In other news, there were a few interesting company stories this week.  It seems IBM and McCormick have teamed up to bring artificial intelligence (AI) to food products.  They have formed an ongoing research collaboration using AI for flavor and food product development.  The AI will explore flavor combinations and predict new flavor combinations from millions of data points.  Another interesting story worth mentioning is that electric vehicles (EVs) weren’t particularly happy with the Polar Vortex last week.  The deep freeze exposed some of the limitations of EVs.  Owners of Tesla, Nissan, and Jaguar EVs reported a loss of range of as much as 30% amid the record-setting low temperatures.  Perhaps just a coincidence but Tesla reported it is acquiring Maxwell Technologies which specializes in ultracapacitors.  Manufacturers are aggressively seeking denser battery packs, with long operational life, and most importantly the ability to charge faster than currently available.  It seems progressive is being made along these lines.

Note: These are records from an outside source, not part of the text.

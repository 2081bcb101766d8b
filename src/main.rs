//! installkit - main entry point

use anyhow::{Context, Result};
use tracing::{debug, error, info};
use tracing_subscriber::EnvFilter;

use installkit::cli::{Cli, Commands};
use installkit::{
    Catalog, CatalogConfig, CheckKind, CheckState, Decision, ResolutionPolicy, TreeEntry,
};

/// Initialize logging; RUST_LOG overrides the level chosen here
fn init_logging(verbose: bool) {
    let level = if verbose { "debug" } else { "info" };
    let filter = EnvFilter::try_from_default_env().unwrap_or_else(|_| EnvFilter::new(level));

    tracing_subscriber::fmt()
        .with_env_filter(filter)
        .with_writer(std::io::stderr)
        .with_target(false)
        .init();
}

fn main() -> Result<()> {
    let cli = Cli::parse_args();
    init_logging(cli.verbose);
    debug!("CLI arguments parsed: {:?}", cli);

    let base = match &cli.config {
        Some(path) => {
            info!("Loading configuration from {:?}", path);
            CatalogConfig::load_from_file(path)?
        }
        None => CatalogConfig::default(),
    };
    let config = cli.apply_overrides(base);
    config.validate().context("Invalid configuration")?;

    let mut catalog = Catalog::load(&config).context("Failed to load definitions")?;

    match &cli.command {
        Commands::Tree => print_tree(&catalog),
        Commands::Show { id } => show_item(&catalog, id)?,
        Commands::Deps { id } => print_dependencies(&catalog, id.as_deref())?,
        Commands::Presets => print_presets(&catalog),
        Commands::Select {
            preset,
            check,
            uncheck,
            dependencies,
            dependents,
        } => {
            if let Some(preset) = preset {
                catalog
                    .apply_preset(preset)
                    .with_context(|| format!("Failed to apply preset '{}'", preset))?;
            }

            let policy = ResolutionPolicy {
                dependencies: *dependencies,
                dependents: *dependents,
            };
            let requests = check
                .iter()
                .map(|id| (id, CheckState::Checked))
                .chain(uncheck.iter().map(|id| (id, CheckState::Unchecked)));

            for (id, state) in requests {
                let decision = catalog.request(id, state, policy)?;
                if let Some(message) = explain(id, state, &decision) {
                    error!("{}", message);
                    eprintln!("✗ {}", message);
                    std::process::exit(1);
                }
            }

            print_tree(&catalog);
            print_plan(&catalog);
        }
    }

    Ok(())
}

/// Human-readable reason a request did not go through, if it did not
fn explain(id: &str, state: CheckState, decision: &Decision) -> Option<String> {
    match decision {
        Decision::Applied | Decision::Unchanged => None,
        Decision::Declined => Some(format!("Setting '{}' {} was declined", id, state)),
        Decision::MissingDependencies(ids) => Some(format!(
            "Can't select '{}' due to missing dependencies: {}",
            id,
            ids.join(", ")
        )),
        Decision::NeedsDependencyConfirm(ids) => Some(format!(
            "'{}' requires unchecked dependencies: {} (pass --dependencies accept|ignore|decline)",
            id,
            ids.join(", ")
        )),
        Decision::NeedsDependentConfirm(ids) => Some(format!(
            "Unchecking '{}' would orphan: {} (pass --dependents accept|ignore|decline)",
            id,
            ids.join(", ")
        )),
    }
}

fn print_tree(catalog: &Catalog) {
    let tree = catalog.tree();
    tree.walk(|depth, entry| {
        let indent = "  ".repeat(depth);
        match entry {
            TreeEntry::Category(node) => println!("{}{}/", indent, tree.node(*node).name),
            TreeEntry::Item(replica) => {
                let item = catalog.items().replica(*replica);
                let mark = match (item.check_kind, item.is_checked()) {
                    (CheckKind::None, _) => "   ",
                    (CheckKind::Checkbox, true) => "[x]",
                    (CheckKind::Checkbox, false) => "[ ]",
                    (CheckKind::Radio, true) => "(*)",
                    (CheckKind::Radio, false) => "( )",
                };
                if item.summary.is_empty() {
                    println!("{}{} {} ({})", indent, mark, item.name, item.id);
                } else {
                    println!(
                        "{}{} {} ({}) - {}",
                        indent, mark, item.name, item.id, item.summary
                    );
                }
            }
        }
    });
}

fn show_item(catalog: &Catalog, id: &str) -> Result<()> {
    let items = catalog.items();
    let item = items
        .first(id)
        .with_context(|| format!("No item with id '{}'", id))?;
    let categories: Vec<&str> = items.replicas(id).map(|r| r.category.as_str()).collect();

    println!("{} ({})", item.name, item.id);
    if !item.summary.is_empty() {
        println!("  summary:     {}", item.summary);
    }
    if !item.tooltip.is_empty() {
        println!("  tooltip:     {}", item.tooltip);
    }
    println!("  kind:        {}", item.check_kind);
    println!("  checked:     {}", item.is_checked());
    println!("  categories:  {}", categories.join(", "));
    println!("  directory:   {}", item.cwd.display());
    println!("  depends:     {}", item.depends.join(", "));
    println!("  depended by: {}", item.depended_by().join(", "));
    println!("  commands:");
    for (name, command) in item.commands.iter() {
        println!("    {} = {}", name, command);
    }
    println!();
    println!("{}", item.helptext);
    Ok(())
}

fn print_dependencies(catalog: &Catalog, id: Option<&str>) -> Result<()> {
    let items = catalog.items();
    let ids: Vec<&str> = match id {
        Some(id) => vec![id],
        None => items.ids().collect(),
    };

    for id in ids {
        let closure = items.dependency_closure(id)?;
        let deps: Vec<&str> = closure.iter().map(String::as_str).collect();
        let missing: Vec<&str> = deps
            .iter()
            .copied()
            .filter(|dep| !items.contains(dep))
            .collect();

        println!("{} depends on: {}", id, deps.join(", "));
        if !missing.is_empty() {
            println!("  missing: {}", missing.join(", "));
        }
    }
    Ok(())
}

fn print_presets(catalog: &Catalog) {
    if catalog.presets().is_empty() {
        println!("No presets found");
        return;
    }
    for preset in catalog.presets().iter() {
        println!("{} - {}", preset.id, preset.name);
        println!("  includes: {}", preset.includes.join(", "));
        println!("  excludes: {}", preset.excludes.join(", "));
    }
}

fn print_plan(catalog: &Catalog) {
    let plan = catalog.install_plan();
    println!();
    println!("Selected {} item(s):", plan.len());
    for entry in plan {
        println!("  {} ({}) in {}", entry.name, entry.id, entry.cwd.display());
        for (name, command) in entry.commands.iter() {
            println!("    {}: {}", name, command);
        }
    }
}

While we’re on the subject of cars, Kelley Blue Book estimates the average car price in the U.S. rose 4.2% last year to $37,149 as the shift away from passenger cars continues.  The average transaction price for the various manufacturers are as follows: Honda $29,341, Fiat Chrysler $39,484, Ford $41,446, General Motors $40,664, Hyundai-Kia $25,116, Nissan $29,819, Subaru $29,727, Toyota $33,258, and Volkswagen $37,149.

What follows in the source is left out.